→ REQUIRED ACTION: Counting only the lines below that contain the word "replace", what is the total? Give it with no other words.

→ DATASET ENTRIES:
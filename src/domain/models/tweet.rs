use chrono::{DateTime, Utc};
use serde::{Deserialize, Serialize};
use uuid::Uuid;

use super::user::Author;
use crate::domain::{errors::DomainResult, validation::check_length};

pub const CONTENT_MIN_LENGTH: usize = 5;
pub const CONTENT_MAX_LENGTH: usize = 255;

#[derive(Debug, Clone, PartialEq, Eq, Serialize, Deserialize)]
pub struct Tweet {
    pub tweet_id: Uuid,
    pub content: String,
    pub created_at: DateTime<Utc>,
    pub updated_at: Option<DateTime<Utc>>,
    pub by: Author,
}

impl Tweet {
    /// Builds a new tweet stamped with the current time.
    pub fn new(tweet_id: Uuid, content: String, by: Author) -> Self {
        Self {
            tweet_id,
            content,
            created_at: Utc::now(),
            updated_at: None,
            by,
        }
    }

    pub fn validate(&self) -> DomainResult<()> {
        check_length(
            "content",
            &self.content,
            CONTENT_MIN_LENGTH,
            Some(CONTENT_MAX_LENGTH),
        )?;
        self.by.validate()
    }

    pub fn edit(&mut self, content: String) {
        self.content = content;
        self.updated_at = Some(Utc::now());
    }
}
use async_trait::async_trait;
use uuid::Uuid;

use crate::domain::{
    errors::DomainResult,
    models::{Tweet, User},
};

/// Storage of registered users.
///
/// `insert` must reject a duplicate `user_id` or `email` with
/// [`DomainError::AlreadyExists`](crate::domain::errors::DomainError::AlreadyExists);
/// `replace` must fail with `NotFound` when the id is unknown.
#[async_trait]
pub trait UserRepository: Send + Sync {
    async fn list(&self) -> DomainResult<Vec<User>>;
    async fn get(&self, id: &Uuid) -> DomainResult<Option<User>>;
    async fn insert(&self, user: &User) -> DomainResult<()>;
    async fn replace(&self, user: &User) -> DomainResult<()>;
    async fn remove(&self, id: &Uuid) -> DomainResult<Option<User>>;
}

/// Edits applied by [`TweetRepository::modify`]. An error leaves the stored
/// tweet untouched.
pub type TweetEdit<'a> = &'a (dyn Fn(&mut Tweet) -> DomainResult<()> + Send + Sync);

#[async_trait]
pub trait TweetRepository: Send + Sync {
    async fn list(&self) -> DomainResult<Vec<Tweet>>;
    async fn get(&self, id: &Uuid) -> DomainResult<Option<Tweet>>;
    async fn insert(&self, tweet: &Tweet) -> DomainResult<()>;
    /// Reads, edits and stores the tweet as one step, so concurrent edits
    /// apply one after the other. Fails with `NotFound` for an unknown id.
    async fn modify(&self, id: &Uuid, edit: TweetEdit<'_>) -> DomainResult<Tweet>;
    async fn remove(&self, id: &Uuid) -> DomainResult<Option<Tweet>>;
}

→ RESPONSE TO THE TASK: 2